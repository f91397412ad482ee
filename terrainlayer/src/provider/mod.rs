//! Terrain tile provider abstraction
//!
//! This module provides the HTTP client seam and the [`TileProvider`] trait
//! used by the tile store to download elevation and landcover tiles.

mod http;
mod tileserver;
mod types;

pub use http::{HttpClient, ReqwestClient, DEFAULT_TIMEOUT_SECS};
pub use tileserver::HttpTileProvider;
pub use types::{ProviderError, TileEndpoint, TileProvider, TileServers};

#[cfg(test)]
pub use http::tests::MockHttpClient;
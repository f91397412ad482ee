//! Mosaic types, configuration and errors.

use crate::coord::TileCoord;
use crate::tile::{FetchError, TileLayer};
use image::{ImageBuffer, Luma, RgbImage};
use thiserror::Error;

/// 16-bit single channel heightmap, 0 maps to `z0` and 65535 to
/// `z0 + zscale`.
pub type HeightmapImage = ImageBuffer<Luma<u16>, Vec<u16>>;

/// Default floor for the vertical scale in meters.
pub const DEFAULT_MIN_ZSCALE: f64 = 250.0;

/// Default gaussian sigma (in source pixels) for seam smoothing.
pub const DEFAULT_SMOOTHING_SIGMA: f32 = 1.0;

/// Normalized 3×3 neighborhood ready for rendering.
#[derive(Debug, Clone, PartialEq)]
pub struct Mosaic {
    pub elevation: HeightmapImage,
    pub landcover: RgbImage,
    /// Lowest elevation in the neighborhood, meters
    pub z0: f64,
    /// Meters spanned by the full heightmap range
    pub zscale: f64,
    /// Center tile of the neighborhood
    pub source_tile: TileCoord,
}

/// Mosaic build settings.
#[derive(Debug, Clone, PartialEq)]
pub struct MosaicConfig {
    /// Lower bound for `zscale`, keeps flat areas from being stretched
    pub min_zscale: f64,
    /// Gaussian sigma applied to the normalized heightmap, 0 disables
    pub smoothing_sigma: f32,
}

impl Default for MosaicConfig {
    fn default() -> Self {
        Self {
            min_zscale: DEFAULT_MIN_ZSCALE,
            smoothing_sigma: DEFAULT_SMOOTHING_SIGMA,
        }
    }
}

/// Errors raised while building a mosaic.
#[derive(Debug, Error)]
pub enum MosaicError {
    /// A required tile could not be fetched, or the neighborhood leaves the
    /// map vertically
    #[error("Neighborhood of {center} is incomplete: {reason}")]
    IncompleteNeighborhood {
        center: TileCoord,
        reason: String,
        #[source]
        source: Option<FetchError>,
    },

    /// Tiles in one column differ in width or tiles in one row in height
    #[error(
        "{layer} tile {tile} is {found_width}x{found_height}, expected {expected_width}x{expected_height}"
    )]
    TileSizeMismatch {
        layer: TileLayer,
        tile: TileCoord,
        expected_width: u32,
        expected_height: u32,
        found_width: u32,
        found_height: u32,
    },
}

/// Builds mosaics around a center tile.
///
/// This is the seam the stream worker depends on; tests substitute a
/// generator that needs no network or disk.
pub trait MosaicGenerator: Send + Sync {
    /// Builds the mosaic centered on `center`.
    fn build(&self, center: &TileCoord) -> Result<Mosaic, MosaicError>;
}
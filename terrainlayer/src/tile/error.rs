//! Error types for tile fetching.

use crate::cache::CacheError;
use crate::provider::ProviderError;
use crate::tile::TileKey;
use thiserror::Error;

/// Errors that can occur while fetching a tile.
#[derive(Debug, Error)]
pub enum FetchError {
    /// Download failed or the server refused the request
    #[error("Network error fetching {key}: {source}")]
    Network {
        key: TileKey,
        #[source]
        source: ProviderError,
    },

    /// Response body is not a decodable, non-empty image
    #[error("Malformed image for {key}: {reason}")]
    MalformedImage { key: TileKey, reason: String },

    /// Cache read or write failed
    #[error("Cache I/O error for {key}: {source}")]
    Io {
        key: TileKey,
        #[source]
        source: CacheError,
    },
}

impl FetchError {
    /// Key of the tile that failed.
    pub fn key(&self) -> &TileKey {
        match self {
            FetchError::Network { key, .. }
            | FetchError::MalformedImage { key, .. }
            | FetchError::Io { key, .. } => key,
        }
    }
}
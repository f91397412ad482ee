//! Terrarium elevation codec.
//!
//! Terrarium tiles store meters in the RGB channels of a PNG:
//!
//! ```text
//! elevation = R * 256 + G + B / 256 - 32768
//! ```
//!
//! which covers -32768 m to +32767.996 m in 1/256 m steps.

use crate::tile::RasterTile;

/// Offset added before encoding so that all values are positive.
pub const TERRARIUM_OFFSET: f64 = 32768.0;

/// Smallest representable elevation step in meters.
pub const TERRARIUM_STEP: f64 = 1.0 / 256.0;

/// Row-major grid of elevations in meters.
#[derive(Debug, Clone, PartialEq)]
pub struct ElevationGrid {
    width: u32,
    height: u32,
    values: Vec<f64>,
}

impl ElevationGrid {
    /// Wraps row-major values. Returns `None` when the length does not match
    /// the dimensions.
    pub fn from_vec(width: u32, height: u32, values: Vec<f64>) -> Option<Self> {
        if values.len() != width as usize * height as usize {
            return None;
        }
        Some(Self {
            width,
            height,
            values,
        })
    }

    pub fn width(&self) -> u32 {
        self.width
    }

    pub fn height(&self) -> u32 {
        self.height
    }

    pub fn values(&self) -> &[f64] {
        &self.values
    }

    pub fn into_values(self) -> Vec<f64> {
        self.values
    }

    /// Value at column `x`, row `y`.
    pub fn get(&self, x: u32, y: u32) -> f64 {
        self.values[y as usize * self.width as usize + x as usize]
    }

    /// One row of the grid.
    pub fn row(&self, y: u32) -> &[f64] {
        let start = y as usize * self.width as usize;
        &self.values[start..start + self.width as usize]
    }

    /// `(min, max)` over all values, `None` for an empty grid.
    pub fn min_max(&self) -> Option<(f64, f64)> {
        self.values.iter().fold(None, |acc, &v| match acc {
            None => Some((v, v)),
            Some((lo, hi)) => Some((lo.min(v), hi.max(v))),
        })
    }
}

/// Decodes every pixel of a Terrarium tile.
pub fn decode(tile: &RasterTile) -> ElevationGrid {
    let image = tile.image();
    let values = image.pixels().map(|p| decode_pixel(p.0)).collect();
    ElevationGrid {
        width: image.width(),
        height: image.height(),
        values,
    }
}

/// Decodes one Terrarium pixel to meters.
#[inline]
pub fn decode_pixel([r, g, b]: [u8; 3]) -> f64 {
    r as f64 * 256.0 + g as f64 + b as f64 / 256.0 - TERRARIUM_OFFSET
}

/// Encodes meters as a Terrarium pixel.
///
/// Values are rounded to the nearest 1/256 m and clamped to the encodable
/// range.
///
/// # Example
///
/// ```
/// use terrainlayer::elevation::{decode_pixel, encode_pixel};
///
/// assert_eq!(encode_pixel(0.0), [128, 0, 0]);
/// assert_eq!(decode_pixel(encode_pixel(8848.5)), 8848.5);
/// ```
pub fn encode_pixel(meters: f64) -> [u8; 3] {
    const MAX_SCALED: f64 = (1u32 << 24) as f64 - 1.0;
    let scaled = ((meters + TERRARIUM_OFFSET) * 256.0)
        .round()
        .clamp(0.0, MAX_SCALED) as u32;
    [(scaled >> 16) as u8, (scaled >> 8) as u8, scaled as u8]
}

#[cfg(test)]
mod tests {
    use super::*;
    use crate::tile::{TileKey, TileLayer};
    use image::{Rgb, RgbImage};
    use proptest::prelude::*;

    #[test]
    fn test_decode_reference_pixels() {
        assert_eq!(decode_pixel([128, 0, 0]), 0.0);
        assert_eq!(decode_pixel([0, 0, 0]), -32768.0);
        assert_eq!(decode_pixel([128, 1, 128]), 1.5);
        assert_eq!(decode_pixel([127, 255, 0]), -1.0);
    }

    #[test]
    fn test_encode_clamps() {
        assert_eq!(encode_pixel(-40000.0), [0, 0, 0]);
        assert_eq!(encode_pixel(40000.0), [255, 255, 255]);
    }

    #[test]
    fn test_decode_tile() {
        let mut image = RgbImage::from_pixel(3, 2, Rgb(encode_pixel(100.0)));
        image.put_pixel(2, 1, Rgb(encode_pixel(-12.25)));
        let tile = RasterTile::new(TileKey::new(TileLayer::Elevation, 1, 0, 0), image);

        let grid = decode(&tile);

        assert_eq!(grid.width(), 3);
        assert_eq!(grid.height(), 2);
        assert_eq!(grid.get(0, 0), 100.0);
        assert_eq!(grid.get(2, 1), -12.25);
        assert_eq!(grid.row(1), &[100.0, 100.0, -12.25]);
        assert_eq!(grid.min_max(), Some((-12.25, 100.0)));
    }

    #[test]
    fn test_from_vec_checks_length() {
        assert!(ElevationGrid::from_vec(2, 2, vec![0.0; 4]).is_some());
        assert!(ElevationGrid::from_vec(2, 2, vec![0.0; 3]).is_none());
        assert_eq!(ElevationGrid::from_vec(0, 0, vec![]).unwrap().min_max(), None);
    }

    proptest! {
        #[test]
        fn prop_decode_encode_pixel(r: u8, g: u8, b: u8) {
            prop_assert_eq!(encode_pixel(decode_pixel([r, g, b])), [r, g, b]);
        }

        #[test]
        fn prop_grid_values_round_trip(steps in 0u32..(1 << 24)) {
            let meters = steps as f64 * TERRARIUM_STEP - TERRARIUM_OFFSET;
            prop_assert_eq!(decode_pixel(encode_pixel(meters)), meters);
        }
    }
}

Work required >> Every line above from the line with "full heightmap range" to the line with "fn default() ->", both included, must be reproduced exactly, and no other line may appear.

Output for this exercise >>
    /// Meters spanned by the full heightmap range
    pub zscale: f64,
    /// Center tile of the neighborhood
    pub source_tile: TileCoord,
}

/// Mosaic build settings.
#[derive(Debug, Clone, PartialEq)]
pub struct MosaicConfig {
    /// Lower bound for `zscale`, keeps flat areas from being stretched
    pub min_zscale: f64,
    /// Gaussian sigma applied to the normalized heightmap, 0 disables
    pub smoothing_sigma: f32,
}

impl Default for MosaicConfig {
    fn default() -> Self {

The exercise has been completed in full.